Устойчивая склонность Дизраэли объяснять политическую жизнь в терминах деятельности тайных обществ базировалась на опыте, который в более поздние времена представлялся убедительным для многих европейских интеллектуалов низшего ранга. Основной опыт Дизраэли состоял в том, что место в английском обществе завоевать гораздо труднее, чем место в парламенте. Английское общество его эпохи собиралось в фешенебельных клубах, которые были независимы от партийных различий. Клубы, хотя они и играли исключительно важную роль в формировании политической элиты, избегали общественного контроля. Для аутсайдера они, вероятно, выглядели действительно очень таинственно. Они были тайными, поскольку далеко не все допускались в них. Они становились таинственными только тогда, когда представители других классов стремились добиться доступа в них, но получали отказ или принимались лишь после преодоления целого ряда неожиданных, непредсказуемых, кажущихся иррациональными трудностей. Нет сомнения, что никакие политические почести не могли соперничать с тем триумфом, что могла принести тесная связь с привилегированными. Примечательно, что амбиции Дизраэли не пострадали даже в конце жизни, когда он потерпел ряд серьезных политических поражений, так как он остался «наиболее влиятельной фигурой лондонского общества».[153]
В своей naive уверенности относительно огромной важности тайных обществ он был предтечей тех новых социальных слоев, которые, будучи рождены как бы вне общества, так никогда и не могли как следует понять его правила. Они оказывались в такой ситуации, где различия между обществом и политической жизнью постоянно смазывались и где всегда, несмотря на кажущуюся хаотичность условий, одерживали верх все те же узкие классовые интересы. И аутсайдер неизбежно приходил к выводу о том, что таких удивительных результатов добивался продуманно организованный институт, преследующий свои определенные цели. И действительно, требовалась всего лишь решительная политическая воля для того, чтобы превратить в совершенно конкретную политику всю общественную жизнь с ее полуосознанной игрой интересов и с, по существу, бесцельными интригами. Это-то и произошло на короткий период во Франции во время дела Дрейфуса, а затем и в Германии в течение десятилетия, предшествовавшего приходу Гитлера к власти.

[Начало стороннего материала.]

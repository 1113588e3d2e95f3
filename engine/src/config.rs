//! Configuration for engine sessions and pools.
//!
//! The engine binary is resolved with the following precedence:
//! 1. `StockfishConfig::path` if set
//! 2. STOCKFISH_PATH environment variable
//! 3. Common install locations, then `stockfish` on PATH

use std::path::{Path, PathBuf};

use crate::EngineError;

const PATH_ENV: &str = "STOCKFISH_PATH";
const POOL_SIZE_ENV: &str = "STOCKFISH_POOL_SIZE";
const DEFAULT_EVENT_CAPACITY: usize = 256;

/// Configuration for a single engine process.
#[derive(Debug, Clone)]
pub struct StockfishConfig {
    /// Explicit path to the engine binary.
    pub path: Option<PathBuf>,
    /// Extra command line arguments for the engine.
    pub args: Vec<String>,
    /// Name used in log output.
    pub label: Option<String>,
    /// Buffer size of the event broadcast channel.
    pub event_capacity: usize,
    /// Value tokens skipped after an `info` key the parser does not know.
    pub unknown_key_skip: usize,
}

impl Default for StockfishConfig {
    fn default() -> Self {
        Self {
            path: None,
            args: Vec::new(),
            label: None,
            event_capacity: DEFAULT_EVENT_CAPACITY,
            unknown_key_skip: 0,
        }
    }
}

impl StockfishConfig {
    /// Config for an engine binary at a known location.
    pub fn with_path(path: impl Into<PathBuf>) -> Self {
        Self {
            path: Some(path.into()),
            ..Default::default()
        }
    }

    /// Resolve the binary to spawn.
    pub fn resolve_path(&self) -> Result<PathBuf, EngineError> {
        if let Some(path) = &self.path {
            return Ok(path.clone());
        }
        if let Ok(path) = std::env::var(PATH_ENV) {
            if !path.is_empty() {
                return Ok(PathBuf::from(path));
            }
        }
        find_stockfish_path().ok_or(EngineError::NotFound)
    }
}

/// Configuration for a pool of engines.
#[derive(Debug, Clone)]
pub struct PoolConfig {
    pub size: usize,
    pub engine: StockfishConfig,
}

impl Default for PoolConfig {
    fn default() -> Self {
        Self {
            size: default_pool_size(),
            engine: StockfishConfig::default(),
        }
    }
}

impl PoolConfig {
    pub fn new(size: usize, engine: StockfishConfig) -> Self {
        Self { size, engine }
    }
}

/// Pool size from STOCKFISH_POOL_SIZE, falling back to the CPU count.
pub fn default_pool_size() -> usize {
    std::env::var(POOL_SIZE_ENV)
        .ok()
        .and_then(|v| v.parse::<usize>().ok())
        .filter(|n| *n > 0)
        .unwrap_or_else(|| {
            std::thread::available_parallelism()
                .map(|n| n.get())
                .unwrap_or(1)
        })
}

/// Find Stockfish executable in common locations
fn find_stockfish_path() -> Option<PathBuf> {
    let paths = [
        "/usr/local/bin/stockfish",
        "/usr/bin/stockfish",
        "/opt/homebrew/bin/stockfish",
        "/usr/games/stockfish",
    ];

    if let Some(found) = paths.iter().map(Path::new).find(|p| p.is_file()) {
        return Some(found.to_path_buf());
    }

    // Fall back to PATH lookup
    let path_var = std::env::var_os("PATH")?;
    std::env::split_paths(&path_var)
        .map(|dir| dir.join("stockfish"))
        .find(|candidate| candidate.is_file())
}

#[cfg(test)]
mod tests {
    use super::*;

    #[test]
    fn test_explicit_path_wins() {
        let config = StockfishConfig::with_path("/opt/engines/sf");
        assert_eq!(
            config.resolve_path().unwrap(),
            PathBuf::from("/opt/engines/sf")
        );
    }

    #[test]
    fn test_default_config() {
        let config = StockfishConfig::default();
        assert_eq!(config.event_capacity, 256);
        assert_eq!(config.unknown_key_skip, 0);
        assert!(config.args.is_empty());
    }

    #[test]
    fn test_default_pool_size_is_positive() {
        // Note: honours STOCKFISH_POOL_SIZE if the test environment sets it
        assert!(default_pool_size() >= 1);
    }
}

Дизраэли к тому же пребывал вне не только английского, но и еврейского общества. Он мало знал о менталитете еврейских банкиров, которых столь глубоко чтил, и был бы в действительности разочарован, если бы осознал, что эти «евреи исключения», несмотря на то что были отгорожены от буржуазного общества (а они никогда всерьез не стремились быть принятыми в это общество), также признавали важнейший политический принцип последнего, заключающийся в том, что политическая деятельность сосредоточивается вокруг защиты собственности и прибылей. Дизраэли видел только определенную группу (и она производила на него огромное впечатление), не имевшую внешней политической организации, но чьи члены были связаны бесчисленными семейными и деловыми узами. Каждый раз, когда он имел с ними дело, это возбуждало его воображение, а оно все «подтверждало». Так было, к примеру, в случае, когда акции Суэцкого канала были предложены английскому правительству посредством информации Генри Оппенгейма (который узнал о том, что хедив Египта стремился их продать), а сделка была осуществлена с помощью займа в 4 миллиона стерлингов, полученного от Лионеля Ротшильда.
Расовые убеждения и теории относительно тайных обществ у Дизраэли проистекали в конечном счете из его желания объяснить нечто, предстающее столь таинственным, а в действительности являющееся всего лишь химерой. Он не мог сделать политической реальностью химерическую власть «евреев исключения», однако он мог — и сделал это — способствовать трансформации химер в общественные страхи и развлечь скучающее общество в высшей степени опасными сказками.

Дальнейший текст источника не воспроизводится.